Aquellos que tienen por religión el islam tienen el deber de proclamar en voz muy alta, y de forma muy multitudinaria, su rechazo a esta forma pervertida de la pasión teológico-política. No es cierto, como se dice demasiado a menudo, que a los musulmanes de Francia se les conmine a justificarse; más bien —y es exactamente lo contrario— se les convoca a manifestar que se sienten hermanos de sus conciudadanos asesinados y, de esa manera, a erradicar de una vez por todas la mentira de que existe una comunidad de espíritu entre su fe y la de los autores de la matanza.

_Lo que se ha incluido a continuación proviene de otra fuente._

use clap;
use std::io::Read;
use log::{info,error};
use super::CommandError;
use crate::fs::{filetype,Filetype,FileInfo};
use crate::STDRESULT;

const RCH: &str = "unreachable was reached";

/// Parse an address, decimal or hex with a `$` or `0x` prefix
fn parse_addr(s: &str) -> Option<u16> {
    if let Some(hex) = s.strip_prefix('$').or(s.strip_prefix("0x")) {
        return u16::from_str_radix(hex,16).ok();
    }
    u16::from_str_radix(s,10).ok()
}

/// Read stdin and save it as a file in the image
pub fn put(cmd: &clap::ArgMatches) -> STDRESULT {
    if atty::is(atty::Stream::Stdin) {
        error!("cannot use `put` with console input, please pipe something in");
        return Err(Box::new(CommandError::InvalidCommand));
    }
    let path_to_img = cmd.get_one::<String>("dimg").expect(RCH);
    let name = cmd.get_one::<String>("file").expect(RCH);
    let typ: Filetype = filetype::registry().code_for(cmd.get_one::<String>("type").expect(RCH))?;
    let load_addr = match cmd.get_one::<String>("addr") {
        Some(s) => match parse_addr(s) {
            Some(a) => a,
            None => {
                error!("address must be a 16 bit number");
                return Err(Box::new(CommandError::OutOfRange));
            }
        },
        None => 768
    };
    let mut file_data = Vec::new();
    std::io::stdin().read_to_end(&mut file_data)?;
    let mut op = super::open_img(cmd)?;
    let mut file = FileInfo::new(name,typ,file_data);
    if typ==Filetype::BINARY {
        file = file.with_load_addr(load_addr);
    }
    let desc = op.put(&file,cmd.get_flag("overwrite"))?;
    info!("wrote {} using {} sectors",desc.name,desc.blocks);
    super::save_img(&mut op,path_to_img)
}

#[test]
fn addresses() {
    assert_eq!(parse_addr("768"),Some(768));
    assert_eq!(parse_addr("$300"),Some(768));
    assert_eq!(parse_addr("0x2000"),Some(0x2000));
    assert_eq!(parse_addr("70000"),None);
}
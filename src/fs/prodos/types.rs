use num_derive::FromPrimitive;

pub const BLOCK_SIZE: usize = 512;
pub const VOL_KEY_BLOCK: u16 = 2;
pub const ENTRY_LEN: u8 = 0x27;
pub const ENTRIES_PER_BLOCK: u8 = 0x0d;

/// Enumerates ProDOS errors.  The `Display` trait will print equivalent ProDOS message such as `PATH NOT FOUND`.
#[derive(thiserror::Error,Debug)]
pub enum Error {
    #[error("RANGE ERROR")]
    Range,
    #[error("PATH NOT FOUND")]
    FileNotFound,
    #[error("I/O ERROR (DIRECTORY OR INDEX BLOCK DAMAGED)")]
    CorruptDirectory,
    #[error("FILE TYPE MISMATCH")]
    FileTypeMismatch
}

#[derive(Clone,Copy,Debug,FromPrimitive,PartialEq)]
pub enum StorageType {
    Inactive = 0x00,
    Seedling = 0x01,
    Sapling = 0x02,
    Tree = 0x03,
    Pascal = 0x04,
    SubDirEntry = 0x0d,
    SubDirHeader = 0x0e,
    VolDirHeader = 0x0f
}

#[derive(Clone,Copy)]
pub enum Access {
    Read = 0x01,
    Write = 0x02,
    Backup = 0x20,
    Rename = 0x40,
    Destroy = 0x80
}
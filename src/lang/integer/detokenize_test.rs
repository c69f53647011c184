#[cfg(test)]
use super::tokenizer::Tokenizer;
#[cfg(test)]
use crate::lang;

#[cfg(test)]
fn test_detokenizer(hex_tokens: &str, expected: &str) {
    let tokens = hex::decode(hex_tokens).expect("hex error");
    let tokenizer = Tokenizer::new();
    let actual = tokenizer.detokenize(&tokens).expect("detokenization error");
    assert_eq!(actual,expected);
}

#[cfg(test)]
fn detokenizer_error(hex_tokens: &str) -> lang::Error {
    let tokens = hex::decode(hex_tokens).expect("hex error");
    let tokenizer = Tokenizer::new();
    let err = tokenizer.detokenize(&tokens).expect_err("detokenizer should fail");
    *err.downcast::<lang::Error>().expect("wrong error type")
}

mod input_statements {
	#[test]
	fn quote_parity() {
		let expected = "10 PRINT \"PREFIX\": INPUT PR$\n";
		let tokens = "120A006128D0D2C5C6C9D8290352D0D24001";
		super::test_detokenizer(tokens, expected);
	}
	#[test]
	fn input_null_prompt() {
		let expected = "10 INPUT \"\",A$\n";
		let tokens = "0A0A0053282926C14001";
		super::test_detokenizer(tokens, expected);
	}
}

mod output_tests {
	#[test]
	fn single_line() {
		let expected = "10 TEXT \n";
		let tokens = "050A004B01";
		super::test_detokenizer(tokens, expected);
	}
	#[test]
	fn multi_line() {
		let expected = "10 TEXT \n20 PRINT \"HELLO\"\n";
		let tokens = "050A004B010C14006128C8C5CCCCCF2901";
		super::test_detokenizer(tokens, expected);
	}
	#[test]
	fn print_with_nulls() {
		let expected = "10 PRINT A,B,,C;D$;;;E$\n";
		let tokens = "130A0062C149C24A49C345C440474745C54001";
		super::test_detokenizer(tokens, expected);
	}
}

mod expressions {
	#[test]
	fn simple() {
		let expected = "10 X=1+1\n";
		let tokens = "0D0A00D871B1010012B1010001";
		super::test_detokenizer(tokens, expected);
	}
	#[test]
	fn negative_numbers() {
		let expected = "10 X=-1\n";
		let tokens = "0A0A00D87136B1010001";
		super::test_detokenizer(tokens, expected);
	}
	#[test]
	fn double_negative() {
		let expected = "10 X=--1\n";
		let tokens = "0B0A00D8713636B1010001";
		super::test_detokenizer(tokens, expected);
	}
	#[test]
	fn nested() {
		let expected = "10 X=6*(1+(X1+X2)*5)\n";
		let tokens = "1B0A00D871B606001438B101001238D8B112D8B27214B505007201";
		super::test_detokenizer(tokens, expected);
	}
	#[test]
	fn logic_values() {
		let expected = "10 COLOR=I/2*(I<32)\n";
		let tokens = "120A0066C915B202001438C91CB320007201";
		super::test_detokenizer(tokens, expected);
	}
	#[test]
	fn with_functions() {
		let expected = "10 X=6*( ABS (X0)+( SGN (X1)+ ASC(A$))*5)\n";
		let tokens = "220A00D871B606001438313FD8B0721238303FD8B172123CC140727214B505007201";
		super::test_detokenizer(tokens, expected);
	}
}

mod graphics_tests {
	#[test]
	fn low_res_statements() {
		let expected = "10 GR : COLOR=4\n20 X=5:Y=5\n30 PLOT X,Y\n40 HLIN X+1,X+10 AT Y\n50 VLIN Y+1,Y+10 AT X\n";
		let tokens = "0A0A004C0366B40400010F1400D871B5050003D971B5050001081E0067D868D90112280069D812B101006AD812B10A006BD9011232006CD912B101006DD912B10A006ED801";
		super::test_detokenizer(tokens, expected);
	}
	#[test]
	fn low_res_functions() {
		let expected = "10 C= SCRN(X,Y)\n";
		let tokens = "0B0A00C3713DD83ED97201";
		super::test_detokenizer(tokens, expected);
	}
}

mod control_tests {
	#[test]
	fn binary_ascii_collisions() {
		let expected = "32 X=32\n";
		let tokens = "092000D871B3200001";
		super::test_detokenizer(tokens, expected);
	}
	#[test]
	fn goto_gosub_end_return() {
		let expected = "10 GOSUB 1000: GOTO 100\n100 END \n1000 RETURN \n";
		let tokens = "0D0A005CB1E803035FB1640001056400510105E8035B01";
		super::test_detokenizer(tokens, expected);
	}
	#[test]
	fn loop_() {
		let expected = "10 FOR I=1 TO LAST: PRINT I: NEXT I\n";
		let tokens = "150A0055C956B1010057CCC1D3D40362C90359C901";
		super::test_detokenizer(tokens, expected);
	}
	#[test]
	fn if_then() {
		let mut test_string = "10 IF X>Y THEN 1000\n".to_string();
		test_string += "20 IF X<Y THEN 1010\n";
		test_string += "30 IF X<>Y THEN 1020\n";
		test_string += "40 IF X=Y THEN 1030\n";
		let tokens = "0C0A0060D819D924B1E803010C140060D81CD924B1F203010C1E0060D81BD924B1FC03010C280060D816D924B1060401";
		super::test_detokenizer(tokens, &test_string);
	}
}

mod escapes {
	#[test]
	fn string_escapes() {
		let expected = "10 PRINT \"«ctrl-J»1«ctrl-J»2\"\n";
		let tokens = "0B0A0061288AB18AB22901";
		super::test_detokenizer(tokens, expected);
	}
	#[test]
	fn rem_escapes() {
		let expected = "10 REM  «ctrl-J»«ctrl-J»AAA«ctrl-J»«ctrl-J»\n";
		let tokens = "0D0A005DA08A8AC1C1C18A8A01";
		super::test_detokenizer(tokens, expected);
	}
	#[test]
	fn dos_commands() {
		let expected = "0 PR# 0\n1 PRINT : PRINT \"«ctrl-D»BLOAD DATA1,A$4000\": END \n";
		let tokens = "0800007EB00000011E01006303612884C2CCCFC1C4A0C4C1D4C1B1ACC1A4B4B0B0B029035101";
		super::test_detokenizer(tokens, expected);
	}
	#[test]
	fn quote_byte_in_string() {
		let expected = "10 PRINT \"A\\xA2B\"\n";
		let tokens = "0A0A006128C1A2C22901";
		super::test_detokenizer(tokens, expected);
	}
	#[test]
	fn quote_byte_in_remark() {
		let expected = "10 REM A\"B\n";
		let tokens = "080A005DC1A2C201";
		super::test_detokenizer(tokens, expected);
	}
	#[test]
	fn positive_ascii_in_string() {
		let expected = "10 PRINT \"\\x41\\xDCx41\"\n";
		let tokens = "0C0A00612841DCF8B4B12901";
		super::test_detokenizer(tokens, expected);
	}
}

mod general {
	#[test]
	fn text_and_binary_nums() {
		let expected = "10 TEXT : CALL -936: VTAB 3\n24 PRINT : TAB 30: PRINT \"16-FEB-79\"\n40 REM 123:REM456\n";
		let tokens = "100A004B034D36B9A803036FB3030001171800630350B31E00036128B1B6ADC6C5C2ADB7B929010F28005DB1B2B3BAD2C5CDB4B5B601";
		super::test_detokenizer(tokens, expected);
	}
	#[test]
	fn animals_frags() {
		let expected = "160 PRINT : PRINT NEW$;: INPUT \"?\",A$:PREV=CUR: IF NOT LEN(A$) THEN 160:A$=A$(1,1): IF A$#\"Y\" AND A$#\"N\" THEN 160\n\
170 IF A$=\"Y\" THEN CUR=RTPTR: IF A$=\"N\" THEN CUR=WRNGPTR: GOTO 110\n";
		let tokens = "4AA000630361CEC5D74047035328BF2926C14003\
D0D2C5D671C3D5D20360373BC1407224B1A00003\
C14070C1402AB1010023B10100720360C1403A28\
D9291DC1403A28CE2924B1A000012EAA0060C140\
3928D92925C3D5D271D2D4D0D4D20360C1403928\
CE2925C3D5D271D7D2CEC7D0D4D2035FB16E0001";
		super::test_detokenizer(tokens, expected);
	}
	#[test]
	fn color_demo_frags() {
		let expected = "1500 POKE 0,P: POKE 1,D: CALL 2: RETURN \n\
2000 TAB ((40- LEN(A$))/2+1): PRINT A$: PRINT : RETURN \n\
3000 GR : FOR I=0 TO 31: COLOR=I/2: VLIN 0,39 AT I+3: NEXT I\n\
65535 REM *COPYRIGHT 1978 APPLE COMPUTER,INC.*\n";
		let tokens = "18DC0564B0000065D00364B1010065C4034DB202\
00035B0121D007503838B42800133BC140727215\
B2020012B10100720361C1400363035B0129B80B\
4C0355C956B0000057B31F000366C915B2020003\
6CB000006DB327006EC912B303000359C90129FF\
FF5DAAC3CFD0D9D2C9C7C8D4A0B1B9B7B8A0C1D0\
D0CCC5A0C3CFCDD0D5D4C5D2ACC9CEC3AEAA01";
		super::test_detokenizer(tokens, expected);
	}
}

mod malformed {
	use crate::lang::Error;
	#[test]
	fn missing_terminator() {
		assert!(matches!(super::detokenizer_error("050A004B00"),Error::MalformedProgram(_)));
	}
	#[test]
	fn truncated_record() {
		assert!(matches!(super::detokenizer_error("0C14006128C8C5CC"),Error::MalformedProgram(_)));
	}
	#[test]
	fn unterminated_string() {
		assert!(matches!(super::detokenizer_error("080A006128C8C501"),Error::MalformedProgram(_)));
	}
	#[test]
	fn early_terminator() {
		assert!(matches!(super::detokenizer_error("060A004B0101"),Error::MalformedProgram(_)));
	}
	#[test]
	fn unassigned_token() {
		assert!(matches!(super::detokenizer_error("060A00024B01"),Error::UnknownToken(0x02)));
		assert!(matches!(super::detokenizer_error("070A00D8712B01"),Error::UnknownToken(0x2b)));
	}
	#[test]
	fn zero_length_ends_program() {
		super::test_detokenizer("050A004B0100FFFF", "10 TEXT \n");
	}
}

mod sample_program {
	use super::Tokenizer;
	const HELLO: &str = "160A005DD4C8C9D3A0C9D3A0C1A0C3CFCDCDC5CED401\
1714005DA0D4C8C9D3A0C9D3A0C1A0C3CFCDCDC5CED401\
291E005DB0B1B2B3B4B5B6B7B8B9C1C2C3C4C5C6C7C8C9CACBCCCDCECFD0D1D2D3D4D5D6D7D8D9DA01\
112800D8B071B1640003D9B071B2C80001\
113200D8B1712F3FB2C8007212B1960001\
0C3C006128C8C5CCCCCF2901\
0E46006128C7CFCFC4C2D9C52901\
0F5000612884C3C1D4C1CCCFC72901\
055A005101";
	const LISTING: &str = "10 REM THIS IS A COMMENT
20 REM  THIS IS A COMMENT
30 REM 0123456789ABCDEFGHIJKLMNOPQRSTUVWXYZ
40 X0=100:Y0=200
50 X1= RND (200)+150
60 PRINT \"HELLO\"
70 PRINT \"GOODBYE\"
80 PRINT \"«ctrl-D»CATALOG\"
90 END 
";
	#[test]
	fn listing() {
		super::test_detokenizer(HELLO,LISTING);
	}
	#[test]
	fn lines() {
		let tokens = hex::decode(HELLO).expect("hex error");
		let lines = Tokenizer::new().decode(&tokens).expect("decode error");
		assert_eq!(lines.len(),9);
		assert_eq!(lines[3].number,40);
		assert_eq!(lines[3].text,"40 X0=100:Y0=200");
		assert_eq!(lines[8].bytes,vec![5,0x5a,0,0x51,1]);
	}
	#[test]
	fn round_trip() {
		let tokens = hex::decode(HELLO).expect("hex error");
		let mut tokenizer = Tokenizer::new();
		let listing = tokenizer.detokenize(&tokens).expect("detokenize error");
		assert_eq!(tokenizer.tokenize(&listing).expect("tokenize error"),tokens);
	}
}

No en nuestro nombre. Ellos tienen la importante responsabilidad, ante la Historia y ante sí mismos, de gritar el Not in our name de los musulmanes británicos, que quisieron así refutar toda posibilidad de asociación con quienes habían decapitado a James Foley; pero tienen también la responsabilidad, aún más imperiosa, de declinar su nombre, su verdadero nombre, como hijos de un islam de tolerancia, paz y bondad. Hay que liberar al islam del islamismo. Es necesario repetir que asesinar en nombre de Dios es convertir a Dios en un asesino por poderes. Esperamos, no solo de los expertos en religión como el imán de Drancy Chalghoumi, sino también de la inmensa muchedumbre que constituyen sus fieles, la valiente modernización que permita enunciar, por fin, que el culto a lo sagrado es, en democracia, un atentado contra la libertad de pensamiento; que las religiones, a ojos de la ley, son unos regímenes de creencias ni más ni menos respetables que las ideologías profanas; y que el derecho a reírse de ellas o a discutirlas es un derecho de todas las personas.
Este es el camino difícil, pero tan liberador, que seguían algunas conciencias del Islam que tuve el honor de conocer en Bangladesh, Bosnia, Afganistán y los países de la Primavera Árabe y cuyos nombres quiero repetir aquí: Mujibur Rahman, Izetbegovic, Massud, los héroes y heroínas caídos en Bengasi, como Salwa Bugaighis, bajo el fuego o los cuchillos de los hermanos de barbarie de quienes han asesinado a Charb, Cabu, Tignous y Wolinski. Es su mensaje el que debemos escuchar. Es su testamento traicionado el que debemos hacer nuestro sin más tardar.
Ellos son, incluso después de muertos, la prueba de que el islam no está condenado a sufrir esta enfermedad diagnosticada por Abdelwahab Meddeb, el que más cruelmente vamos a echar de menos, de todos nuestros poetas y filósofos, en los tiempos sombríos que se avecinan. Islam contra Islam. Luces contra yihad. La civilización plural de Ibn Arabi y Rumi contra los nihilistas del Estado Islámico y sus emisarios franceses. Ese es el combate que nos aguarda y que, todos juntos, vamos a tener que librar.
Bernard-Henri Lévy es escritor y filósofo.
Traducción de María Luisa Rodríguez Tapia.